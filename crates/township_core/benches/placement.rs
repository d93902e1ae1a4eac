//! Placement benchmarks for township_core.
//!
//! Run with: `cargo bench -p township_core`

// Benchmark binaries don't need docs on macro-generated functions
#![allow(missing_docs)]

use criterion::{black_box, criterion_group, criterion_main, Criterion};
use glam::{Quat, Vec2, Vec3};
use township_core::grid::{Bounds, Cell, GridCoordinateSystem};
use township_core::ledger::{OccupancyLayer, OccupancyLedger};

/// Footprint computation for a rotated 3x5 building.
pub fn footprint_benchmark(c: &mut Criterion) {
    let grid = GridCoordinateSystem::default();
    let rotation = Quat::from_rotation_y(37f32.to_radians());

    c.bench_function("footprint_of_rotated", |b| {
        b.iter(|| {
            let bounds = Bounds::of_rotated_rect(
                Vec2::ZERO,
                Vec2::new(3.0, 5.0),
                black_box(Vec3::new(12.0, 0.0, -7.0)),
                black_box(rotation),
            );
            grid.footprint_of(&bounds)
        })
    });
}

/// Free-cell queries against a ledger holding a 64x64 town.
pub fn ledger_benchmark(c: &mut Criterion) {
    let mut ledger = OccupancyLedger::new();
    ledger.occupy(
        OccupancyLayer::Structures,
        (0..64).flat_map(|x| (0..64).filter(move |z| (x + z) % 3 == 0).map(move |z| Cell::new(x, z))),
    );
    let query: Vec<Cell> = (20..24)
        .flat_map(|x| (40..44).map(move |z| Cell::new(x, z)))
        .collect();

    c.bench_function("are_free_4x4", |b| {
        b.iter(|| ledger.are_free(OccupancyLayer::Structures, black_box(&query).iter().copied()))
    });
}

criterion_group!(benches, footprint_benchmark, ledger_benchmark);
criterion_main!(benches);
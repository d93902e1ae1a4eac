//! Township - Game Client

use tracing_subscriber::{layer::SubscriberExt, util::SubscriberInitExt};

fn main() {
    // Initialize tracing
    tracing_subscriber::registry()
        .with(tracing_subscriber::fmt::layer())
        .with(tracing_subscriber::EnvFilter::from_default_env())
        .init();

    tracing::info!("Starting Township");

    if let Err(e) = township_game::run() {
        tracing::error!("Game error: {e}");
        std::process::exit(1);
    }
}
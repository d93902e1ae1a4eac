//! Error types for loading and persisting placement data.
//!
//! The interactive placement surface never returns these: an invalid
//! confirm or an unknown id is a routine condition answered with `false`.
//! Errors only cover catalog, config and save data crossing a file or
//! encoding boundary.

use thiserror::Error;

/// Result type alias using [`PlacementError`].
pub type Result<T> = std::result::Result<T, PlacementError>;

/// Top-level error type for placement data handling.
#[derive(Debug, Error)]
pub enum PlacementError {
    /// Failed to read or write a file.
    #[error("Failed to access file '{path}': {source}")]
    Io {
        /// Path to the file.
        path: String,
        /// Underlying IO error.
        #[source]
        source: std::io::Error,
    },

    /// Failed to parse a RON document.
    #[error("Failed to parse RON '{path}': {source}")]
    Parse {
        /// Path (or label) of the document that failed to parse.
        path: String,
        /// Underlying parse error.
        #[source]
        source: ron::error::SpannedError,
    },

    /// Catalog data failed validation.
    #[error("Invalid catalog: {0:?}")]
    InvalidCatalog(Vec<String>),

    /// Placement configuration failed validation.
    #[error("Invalid placement config: {0}")]
    InvalidConfig(String),

    /// Save data was written by an incompatible format version.
    #[error("Save version mismatch: expected {expected}, found {found}")]
    SaveVersionMismatch {
        /// Version this build understands.
        expected: u32,
        /// Version found in the data.
        found: u32,
    },

    /// Serialization or deserialization of binary/text data failed.
    #[error("Encoding error: {0}")]
    Encode(String),

    /// A type index does not exist in the catalog.
    #[error("Unknown prefab type index: {0}")]
    UnknownPrefab(usize),
}
//! Path painting.
//!
//! Holding the primary button paints tiles along the cursor, one per
//! placement interval; after every tile a fresh preview of the same type
//! takes over. A right-click tap drops the preview but keeps the tool, the
//! next primary press brings it back. Escape leaves the tool.

use glam::Vec2;

use super::{Tool, ToolMode, ToolSignal};
use crate::catalog::PrefabKind;
use crate::entity::EntityKind;
use crate::events::PlacementEvent;
use crate::input::{ClickDetector, TickInput};
use crate::placement::{Placement, PlacementWorld};
use crate::preview::PlacementPreview;
use crate::rotation::RotationController;
use crate::scene::Scene;

/// Paints non-blocking path tiles.
#[derive(Debug, Clone)]
pub struct PathTool {
    selected: Option<usize>,
    preview: Option<PlacementPreview>,
    cancel_click: ClickDetector,
    last_placed_at: Option<f64>,
}

impl PathTool {
    /// Create an idle path tool.
    #[must_use]
    pub fn new(world: &PlacementWorld) -> Self {
        Self {
            selected: None,
            preview: None,
            cancel_click: ClickDetector::new(
                world.config.click_max_duration_secs,
                world.config.click_max_drag_pixels,
            ),
            last_placed_at: None,
        }
    }

    /// Choose the path type to paint.
    ///
    /// Returns `false` when `type_index` is not a path in the catalog.
    pub fn select(&mut self, world: &PlacementWorld, type_index: usize) -> bool {
        match world.catalog.get(type_index) {
            Some(prefab) if prefab.kind == PrefabKind::Path => {
                self.selected = Some(type_index);
                true
            }
            _ => false,
        }
    }

    /// Type being painted.
    #[must_use]
    pub const fn selected(&self) -> Option<usize> {
        self.selected
    }

    fn spawn_preview(
        &mut self,
        world: &PlacementWorld,
        scene: &mut dyn Scene,
        cursor: Option<Vec2>,
    ) -> bool {
        let Some((type_index, prefab)) = self
            .selected
            .and_then(|index| world.catalog.get(index).map(|prefab| (index, prefab)))
        else {
            return false;
        };

        let rotation = RotationController::for_paths(&world.config);
        self.preview = Some(PlacementPreview::spawn(
            world, scene, type_index, prefab, rotation, cursor,
        ));
        true
    }

    fn drop_preview(&mut self, world: &mut PlacementWorld, scene: &mut dyn Scene) {
        if let Some(preview) = self.preview.take() {
            world.events.push(PlacementEvent::PreviewCancelled {
                type_index: preview.type_index(),
            });
            preview.cancel(scene);
        }
    }

    fn throttled(&self, now: f64, interval: f64) -> bool {
        self.last_placed_at.is_some_and(|last| now - last < interval)
    }
}

impl Tool for PathTool {
    fn mode(&self) -> ToolMode {
        ToolMode::Path
    }

    fn activate(
        &mut self,
        world: &mut PlacementWorld,
        scene: &mut dyn Scene,
        cursor: Option<Vec2>,
    ) -> bool {
        self.cancel_click.reset();
        self.last_placed_at = None;
        self.spawn_preview(world, scene, cursor)
    }

    fn deactivate(&mut self, world: &mut PlacementWorld, scene: &mut dyn Scene) {
        self.drop_preview(world, scene);
        self.cancel_click.reset();
    }

    fn tick(
        &mut self,
        world: &mut PlacementWorld,
        scene: &mut dyn Scene,
        input: &TickInput,
    ) -> ToolSignal {
        if input.cancel {
            tracing::debug!("Path painting ended");
            return ToolSignal::Exit;
        }

        if self
            .cancel_click
            .update(input.secondary, input.time, input.cursor)
        {
            self.drop_preview(world, scene);
            return ToolSignal::Continue;
        }

        if self.preview.is_none() {
            if input.primary.just_pressed && !self.spawn_preview(world, scene, input.cursor) {
                return ToolSignal::Exit;
            }
            return ToolSignal::Continue;
        }

        let throttled = self.throttled(input.time, world.config.path_placement_interval_secs);
        let Some(preview) = self.preview.as_mut() else {
            return ToolSignal::Continue;
        };
        let Some(prefab) = world.catalog.get(preview.type_index()) else {
            self.drop_preview(world, scene);
            return ToolSignal::Exit;
        };

        preview.update(world, scene, prefab, input);

        let painting = input.primary.pressed || input.primary.just_pressed;
        if !painting || throttled || !preview.is_valid() {
            return ToolSignal::Continue;
        }

        let request = Placement {
            id: None,
            type_index: preview.type_index(),
            position: preview.position(),
            angle: preview.angle(),
            instance: Some(preview.instance()),
            speed_modifier: None,
        };
        if world.confirm(request).is_none() {
            return ToolSignal::Continue;
        }
        self.last_placed_at = Some(input.time);

        if let Some(preview) = self.preview.take() {
            preview.finish(scene);
        }
        if !self.spawn_preview(world, scene, input.cursor) {
            return ToolSignal::Exit;
        }

        ToolSignal::Continue
    }

    fn preview(&self) -> Option<&PlacementPreview> {
        self.preview.as_ref()
    }

    fn owns(&self) -> Option<EntityKind> {
        Some(EntityKind::Path)
    }
}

Task instructions: Write out the material above exactly, please, from its first line up to and including the line where "if let Err(e)" appears, and stop there.

Output:
filename crates/township_core/benches/placement.rs
repository d93902e1ae1a4eac
//! Placement benchmarks for township_core.
//!
//! Run with: `cargo bench -p township_core`

// Benchmark binaries don't need docs on macro-generated functions
#![allow(missing_docs)]

use criterion::{black_box, criterion_group, criterion_main, Criterion};
use glam::{Quat, Vec2, Vec3};
use township_core::grid::{Bounds, Cell, GridCoordinateSystem};
use township_core::ledger::{OccupancyLayer, OccupancyLedger};

/// Footprint computation for a rotated 3x5 building.
pub fn footprint_benchmark(c: &mut Criterion) {
    let grid = GridCoordinateSystem::default();
    let rotation = Quat::from_rotation_y(37f32.to_radians());

    c.bench_function("footprint_of_rotated", |b| {
        b.iter(|| {
            let bounds = Bounds::of_rotated_rect(
                Vec2::ZERO,
                Vec2::new(3.0, 5.0),
                black_box(Vec3::new(12.0, 0.0, -7.0)),
                black_box(rotation),
            );
            grid.footprint_of(&bounds)
        })
    });
}

/// Free-cell queries against a ledger holding a 64x64 town.
pub fn ledger_benchmark(c: &mut Criterion) {
    let mut ledger = OccupancyLedger::new();
    ledger.occupy(
        OccupancyLayer::Structures,
        (0..64).flat_map(|x| (0..64).filter(move |z| (x + z) % 3 == 0).map(move |z| Cell::new(x, z))),
    );
    let query: Vec<Cell> = (20..24)
        .flat_map(|x| (40..44).map(move |z| Cell::new(x, z)))
        .collect();

    c.bench_function("are_free_4x4", |b| {
        b.iter(|| ledger.are_free(OccupancyLayer::Structures, black_box(&query).iter().copied()))
    });
}

criterion_group!(benches, footprint_benchmark, ledger_benchmark);
criterion_main!(benches);
repository d93902e1ae1a4eac
//! Township - Game Client

use tracing_subscriber::{layer::SubscriberExt, util::SubscriberInitExt};

fn main() {
    // Initialize tracing
    tracing_subscriber::registry()
        .with(tracing_subscriber::fmt::layer())
        .with(tracing_subscriber::EnvFilter::from_default_env())
        .init();

    tracing::info!("Starting Township");

    if let Err(e) = township_game::run() {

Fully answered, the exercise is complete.